Darío Lema

Personal information
- Full name: Ángel Darío Lema
- Date of birth: 11 October 1976 (age 49)
- Place of birth: Gualeguaychú, Argentina
- Position: Forward

Team information
- Current team: Acassuso (manager)

Youth career
- Central Entrerriano
- Banfield

Senior career*
- Years: Team / Apps / (Gls)
- 1997–1999: Banfield / 17 / (2)
- 1999–2002: Brown de Adrogué / 71 / (36)
- 2002–2003: Platense / 28 / (4)
- 2003–2005: Tristán Suárez / 88 / (31)
- 2005: Atlanta / 16 / (8)
- 2006: Los Andes / 11 / (0)
- 2006–2007: Alvarado / 31 / (9)
- 2007: Unión Magdalena
- 2008: Cambaceres / 8 / (2)
- 2008–2013: Defensores Unidos / 168 / (66)
- 2013–2014: Luján / 18 / (2)

Managerial career
- 2017: Defensores Unidos (youth coordinator)
- 2017: Defensores Unidos
- 2017–2018: Deportivo Español
- 2019–2020: Defensores Unidos
- 2021–2023: Colegiales
- 2023: San Telmo
- 2023: Midland
- 2024: Universidad de Concepción
- 2024: Defensores Unidos
- 2025: Deportivo Armenio
- 2025–: Acassuso

= Darío Lema =

Argentine footballer

Ángel Darío Lema (born 11 October 1976), known as Darío Lema, is an Argentine football manager and former player who played as a forward. He is the current manager of Acassuso.

==Career==
Born in Gualeguaychú, Argentina, Lema was with Central Entrerriano before joining Banfield, with whom he made his professional debut in 1997. In his homeland, he also played for clubs such as Brown de Adrogué, Platense, Atlanta, Alvarado, Defensores de Cambaceres, Defensores Unidos, among others.

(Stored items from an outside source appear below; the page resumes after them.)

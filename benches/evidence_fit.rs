// ========================================================================================
//
//                 Evidence approximation benchmark for bayesreg
//
// ========================================================================================
//
// Compares the EM and fixed-point update rules on the same factorized problem,
// and measures the one-time SVD cost that both of them amortize.
//
// ========================================================================================

use bayesreg::data::Dataset;
use bayesreg::estimate::approximate_evidence;
use bayesreg::factorization::Factorization;
use bayesreg::{EvidenceMethod, Hyperparameters};
use criterion::{BenchmarkId, Criterion, Throughput, black_box, criterion_group, criterion_main};
use ndarray::{Array1, Array2};
use rand::distributions::Standard;
use rand::rngs::StdRng;
use rand::{Rng, SeedableRng};

const SHAPES: [(usize, usize); 3] = [(200, 5), (2_000, 20), (10_000, 50)];

fn random_problem(n: usize, m: usize) -> Dataset {
    let mut rng = StdRng::seed_from_u64(0x5EED_F64 + (n * m) as u64);
    let x = Array2::from_shape_fn((n, m), |_| rng.sample::<f64, _>(Standard));
    let weights = Array1::from_shape_fn(m, |j| (j as f64 + 1.0).recip());
    let y = x.dot(&weights) + Array1::from_shape_fn(n, |_| 0.1 * rng.sample::<f64, _>(Standard));
    Dataset::new(x.view(), y.view()).expect("benchmark data is well formed")
}

fn benchmark_evidence(c: &mut Criterion) {
    let problems: Vec<_> = SHAPES
        .iter()
        .map(|&(n, m)| {
            let data = random_problem(n, m);
            let factorization = Factorization::new(&data).expect("factorization succeeds");
            ((n, m), data, factorization)
        })
        .collect();

    let mut group = c.benchmark_group("evidence_approximation");
    for ((n, m), data, factorization) in problems.iter() {
        group.throughput(Throughput::Elements((*n * *m) as u64));
        let label = format!("{n}x{m}");

        group.bench_with_input(BenchmarkId::new("svd", &label), data, |b, input| {
            b.iter(|| black_box(Factorization::new(black_box(input)).is_ok()));
        });

        for method in [EvidenceMethod::Em, EvidenceMethod::FixedPoint] {
            group.bench_with_input(
                BenchmarkId::new(method.name(), &label),
                &(data, factorization),
                |b, (data, factorization)| {
                    b.iter(|| {
                        let result = approximate_evidence(
                            data,
                            factorization,
                            method,
                            Hyperparameters::new(0.5, 0.5),
                            100,
                            1e-5,
                        );
                        black_box(result.is_ok());
                    });
                },
            );
        }
    }
    group.finish();
}

criterion_group!(evidence_fit, benchmark_evidence);
criterion_main!(evidence_fit);
use serde::{Deserialize, Serialize};
use std::fmt;
use thiserror::Error;

use crate::catalog::Catalog;
use crate::going::GoingSet;
use crate::navigation::Navigation;
use crate::profile::{BusinessStats, UserProfile};
use crate::CoreConfig;

#[derive(Clone, Debug, PartialEq, Eq, PartialOrd, Ord, Hash, Serialize, Deserialize)]
pub struct PopupId(pub String);

impl PopupId {
    pub fn new(id: impl Into<String>) -> Self {
        Self(id.into())
    }

    pub fn as_str(&self) -> &str {
        &self.0
    }
}

impl fmt::Display for PopupId {
    fn fmt(&self, f: &mut fmt::Formatter<'_>) -> fmt::Result {
        f.write_str(&self.0)
    }
}

#[derive(Debug, Clone, PartialEq, Error)]
pub enum CoordinateError {
    #[error("Latitude {0} is out of valid range [-90, 90]")]
    LatitudeOutOfRange(f64),
    #[error("Longitude {0} is out of valid range [-180, 180]")]
    LongitudeOutOfRange(f64),
    #[error("Coordinate value is not finite (NaN or Infinity)")]
    NonFinite,
}

/// Validated lat/lng in degrees
#[derive(Copy, Clone, Debug, PartialEq, Serialize, Deserialize)]
#[serde(try_from = "RawLatLng")]
pub struct LatLng {
    lat: f64,
    lng: f64,
}

#[derive(Deserialize)]
struct RawLatLng {
    lat: f64,
    lng: f64,
}

impl TryFrom<RawLatLng> for LatLng {
    type Error = CoordinateError;

    fn try_from(raw: RawLatLng) -> Result<Self, Self::Error> {
        Self::new(raw.lat, raw.lng)
    }
}

/// Default map center (San Francisco).
pub const DEFAULT_CENTER: LatLng = LatLng {
    lat: 37.7749,
    lng: -122.4194,
};

impl LatLng {
    pub fn new(lat: f64, lng: f64) -> Result<Self, CoordinateError> {
        if !lat.is_finite() || !lng.is_finite() {
            return Err(CoordinateError::NonFinite);
        }
        if !(-90.0..=90.0).contains(&lat) {
            return Err(CoordinateError::LatitudeOutOfRange(lat));
        }
        if !(-180.0..=180.0).contains(&lng) {
            return Err(CoordinateError::LongitudeOutOfRange(lng));
        }
        Ok(Self { lat, lng })
    }

    pub fn lat(&self) -> f64 {
        self.lat
    }

    pub fn lng(&self) -> f64 {
        self.lng
    }
}

impl TryFrom<(f64, f64)> for LatLng {
    type Error = CoordinateError;

    fn try_from((lat, lng): (f64, f64)) -> Result<Self, Self::Error> {
        Self::new(lat, lng)
    }
}

/// A single food pop-up listing. Immutable once loaded.
#[derive(Clone, Debug, PartialEq, Serialize, Deserialize)]
pub struct Popup {
    pub id: PopupId,
    pub name: String,
    pub location: LatLng,
    pub distance_miles: f32,
    pub drive_time: String,
    pub cuisine: String,
    pub short_description: String,
    pub full_description: String,
    pub image_url: String,
    pub attendees: u32,
    pub rating: Option<f32>,
    pub hours: Option<String>,
    pub contact: Option<String>,
}

#[derive(Debug, Clone, PartialEq, Eq, Error)]
pub enum PopupError {
    #[error("popup id is empty")]
    EmptyId,
    #[error("popup {0} has no name")]
    EmptyName(PopupId),
    #[error("popup {id} has an invalid image url: {url}")]
    InvalidImageUrl { id: PopupId, url: String },
}

impl Popup {
    /// Checks the fields the shell relies on to render a listing.
    pub fn validate(&self) -> Result<(), PopupError> {
        if self.id.as_str().trim().is_empty() {
            return Err(PopupError::EmptyId);
        }
        if self.name.trim().is_empty() {
            return Err(PopupError::EmptyName(self.id.clone()));
        }
        let valid_url = url::Url::parse(&self.image_url)
            .map(|u| matches!(u.scheme(), "http" | "https"))
            .unwrap_or(false);
        if !valid_url {
            return Err(PopupError::InvalidImageUrl {
                id: self.id.clone(),
                url: self.image_url.clone(),
            });
        }
        Ok(())
    }
}

/// An entry in the user's saved list.
#[derive(Clone, Debug, PartialEq, Eq, Serialize, Deserialize)]
pub struct SavedPopup {
    pub id: PopupId,
    pub name: String,
    pub date: String,
    pub time: String,
    pub attendees: u32,
    pub description: String,
    pub location: String,
    pub image_url: String,
}

#[derive(Serialize, Deserialize, Clone, Debug, Default, PartialEq)]
pub struct Model {
    pub nav: Navigation,
    pub catalog: Catalog,
    pub config: CoreConfig,

    // The list panel and the detail panel track attendance separately.
    pub list_going: GoingSet,
    pub detail_going: GoingSet,

    pub profile: UserProfile,
    pub business: BusinessStats,
}

impl Model {
    pub fn new(catalog: Catalog, config: CoreConfig) -> Self {
        Self {
            nav: Navigation::default(),
            catalog,
            config,
            list_going: GoingSet::default(),
            detail_going: GoingSet::default(),
            profile: UserProfile::seed(),
            business: BusinessStats::seed(),
        }
    }

    pub fn total_pages(&self) -> usize {
        crate::pager::total_pages(self.catalog.popups.len(), self.config.page_size)
    }

    pub fn popup(&self, id: &PopupId) -> Option<&Popup> {
        self.catalog.find(id)
    }

    pub fn selected_popup(&self) -> Option<&Popup> {
        self.nav.selection.selected().and_then(|id| self.popup(id))
    }
}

Abroad, Lema played for Unión Magdalena in the 2007 Colombian Primera B.

His last club was Luján in 2013–14.

==Coaching career==
Lema started his career with Defensores Unidos in August 2017, after serving as coordinator for the youth ranks. Later, he has led clubs in his homeland such as Colegiales, Deportivo Armenio, among others.

In January 2024, Lema assumed as manager of Chilean club Universidad de Concepción. He was released in April of the same year.

In 2025, Lema assumed as manager of Acassuso.